Setting up elastic search in Rails using Docker
I recently worked at moving our application search solution from using sphinx to elastic search. Our Sphinx setup was not optimal (and maybe we did not set it up correctly). In production with sphinx, we had to maintain a separate dummy app on our sphinx server just to run maintenance on our sphinx instance. We had long decided to separate our sphinx server from our application servers. I have become an avid fan of Docker and containerization especially in a micro-service architecurre like ours. Basically my opinion is ‘if you are not using Docker, you should at least look into it’. Setting up Docker in development involved the following process.
Docker Setup
Docker setup in Mac OS X
Installing Docker on Mac not scope of this article but instructions can be found here.

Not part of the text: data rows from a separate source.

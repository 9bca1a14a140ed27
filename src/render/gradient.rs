// This Source Code Form is subject to the terms of the Mozilla Public
// License, v. 2.0. If a copy of the MPL was not distributed with this
// file, You can obtain one at http://mozilla.org/MPL/2.0/.

//! Gradient `xlink:href` inheritance: walks the reference chain and, for
//! each slot a gradient needs, takes the value from the first ancestor on
//! the chain that provides it.

use crate::canvas::{GradientStop, SpreadMethod as CanvasSpreadMethod};
use crate::geom::Transform;
use crate::tree::{AttributeId, ElementId, Node};
use crate::values::{self, SpreadMethod, Units};

/// Recursion bound for `xlink:href` chains; well past anything a real
/// document would use, just a backstop against pathological input.
const MAX_CHAIN: u32 = 64;

pub struct ResolvedLinear {
    pub x1: f64,
    pub y1: f64,
    pub x2: f64,
    pub y2: f64,
    pub transform: Transform,
    pub units: Units,
    pub spread_method: CanvasSpreadMethod,
    pub stops: Vec<GradientStop>,
}

pub struct ResolvedRadial {
    pub cx: f64,
    pub cy: f64,
    pub r: f64,
    pub fx: f64,
    pub fy: f64,
    pub transform: Transform,
    pub units: Units,
    pub spread_method: CanvasSpreadMethod,
    pub stops: Vec<GradientStop>,
}

fn chain(node: Node) -> impl Iterator<Item = Node> {
    let mut current = Some(node);
    let mut steps = 0;
    std::iter::from_fn(move || {
        let n = current?;
        if steps >= MAX_CHAIN {
            current = None;
            return None;
        }
        steps += 1;
        current = match n.tag_name() {
            ElementId::LinearGradient | ElementId::RadialGradient => n.resolve_href(),
            _ => None,
        };
        Some(n)
    })
}

fn first_attr(node: Node, attr: AttributeId) -> Option<&str> {
    chain(node).find_map(|n| n.attribute(attr))
}

fn collect_stops(node: Node) -> Option<Vec<GradientStop>> {
    chain(node).find_map(|n| {
        let stops: Vec<GradientStop> = n
            .children()
            .filter(|c| c.tag_name() == ElementId::Stop)
            .map(|stop| {
                let offset = stop
                    .attribute(AttributeId::Offset)
                    .and_then(|text| {
                        let mut s = values::Stream::from(text.trim());
                        let (v, is_percent) = s.parse_number_or_percent()?;
                        Some(if is_percent { v / 100.0 } else { v })
                    })
                    .unwrap_or(0.0)
                    .max(0.0)
                    .min(1.0);
                let color = stop
                    .find_attribute(AttributeId::StopColor)
                    .and_then(values::parse_color)
                    .unwrap_or_else(values::Color::black);
                let opacity =
                    stop.find_attribute(AttributeId::StopOpacity).and_then(values::parse_opacity).unwrap_or(1.0);
                GradientStop { offset, color: with_alpha(color, opacity) }
            })
            .collect();

        if stops.is_empty() {
            None
        } else {
            Some(stops)
        }
    })
}

fn with_alpha(c: values::Color, opacity: f64) -> values::Color {
    let a = (c.alpha as f64 / 255.0 * opacity * 255.0).round().max(0.0).min(255.0) as u8;
    values::Color::new_rgba(c.red, c.green, c.blue, a)
}

fn shared_transform(node: Node) -> Transform {
    first_attr(node, AttributeId::GradientTransform)
        .and_then(values::parse_transform_list)
        .unwrap_or_else(Transform::identity)
}

fn shared_units(node: Node) -> Units {
    match first_attr(node, AttributeId::GradientUnits) {
        Some(text) => values::parse_units(text, Units::ObjectBoundingBox),
        None => Units::ObjectBoundingBox,
    }
}

fn shared_spread(node: Node) -> CanvasSpreadMethod {
    match first_attr(node, AttributeId::SpreadMethod).and_then(values::parse_spread_method) {
        Some(SpreadMethod::Reflect) => CanvasSpreadMethod::Reflect,
        Some(SpreadMethod::Repeat) => CanvasSpreadMethod::Repeat,
        _ => CanvasSpreadMethod::Pad,
    }
}

/// Resolves a `<linearGradient>` node through its `xlink:href` chain.
/// Returns `None` when no ancestor on the chain provides any stops.
pub fn resolve_linear(node: Node) -> Option<ResolvedLinear> {
    let stops = collect_stops(node)?;

    let x1 = find_percent_attr(node, AttributeId::X1).unwrap_or(0.0);
    let y1 = find_percent_attr(node, AttributeId::Y1).unwrap_or(0.0);
    let x2 = find_percent_attr(node, AttributeId::X2).unwrap_or(1.0);
    let y2 = find_percent_attr(node, AttributeId::Y2).unwrap_or(0.0);

    Some(ResolvedLinear {
        x1,
        y1,
        x2,
        y2,
        transform: shared_transform(node),
        units: shared_units(node),
        spread_method: shared_spread(node),
        stops,
    })
}

/// Resolves a `<radialGradient>` node through its `xlink:href` chain.
pub fn resolve_radial(node: Node) -> Option<ResolvedRadial> {
    let stops = collect_stops(node)?;

    let cx = find_percent_attr(node, AttributeId::Cx).unwrap_or(0.5);
    let cy = find_percent_attr(node, AttributeId::Cy).unwrap_or(0.5);
    let r = find_percent_attr(node, AttributeId::R).unwrap_or(0.5);
    let fx = find_percent_attr(node, AttributeId::Fx).unwrap_or(cx);
    let fy = find_percent_attr(node, AttributeId::Fy).unwrap_or(cy);

    Some(ResolvedRadial {
        cx,
        cy,
        r,
        fx,
        fy,
        transform: shared_transform(node),
        units: shared_units(node),
        spread_method: shared_spread(node),
        stops,
    })
}

/// Reads a gradient geometry slot as a bare `[0, 1]` fraction: in
/// `objectBoundingBox` space (the common case) a percent and a unitless
/// number mean the same thing, so this only needs the number, not a full
/// `Length`.
fn find_percent_attr(node: Node, attr: AttributeId) -> Option<f64> {
    first_attr(node, attr).and_then(|text| {
        let mut s = values::Stream::from(text.trim());
        let (v, is_percent) = s.parse_number_or_percent()?;
        Some(if is_percent { v / 100.0 } else { v })
    })
}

Installation using those instructions are straight forward and worked like a charm with no hiccups. There is no point of re-writing them here.
Docker setup in Ubuntu
Likewise, in Ubuntu, Instructions to install Docker on Ubuntu were straight forward as documented in the Docker documentation
Elasticsearch setup
Mac OS X setup
Pull the latest elastic search image using:
$docker pull elasticsearch
Run the image by mounting a volume to persist the elastic search indexing data. This is so that we can discard our elastic search container at any time without neccessarily losing our search index data since the data will reside in the host machine and not the container.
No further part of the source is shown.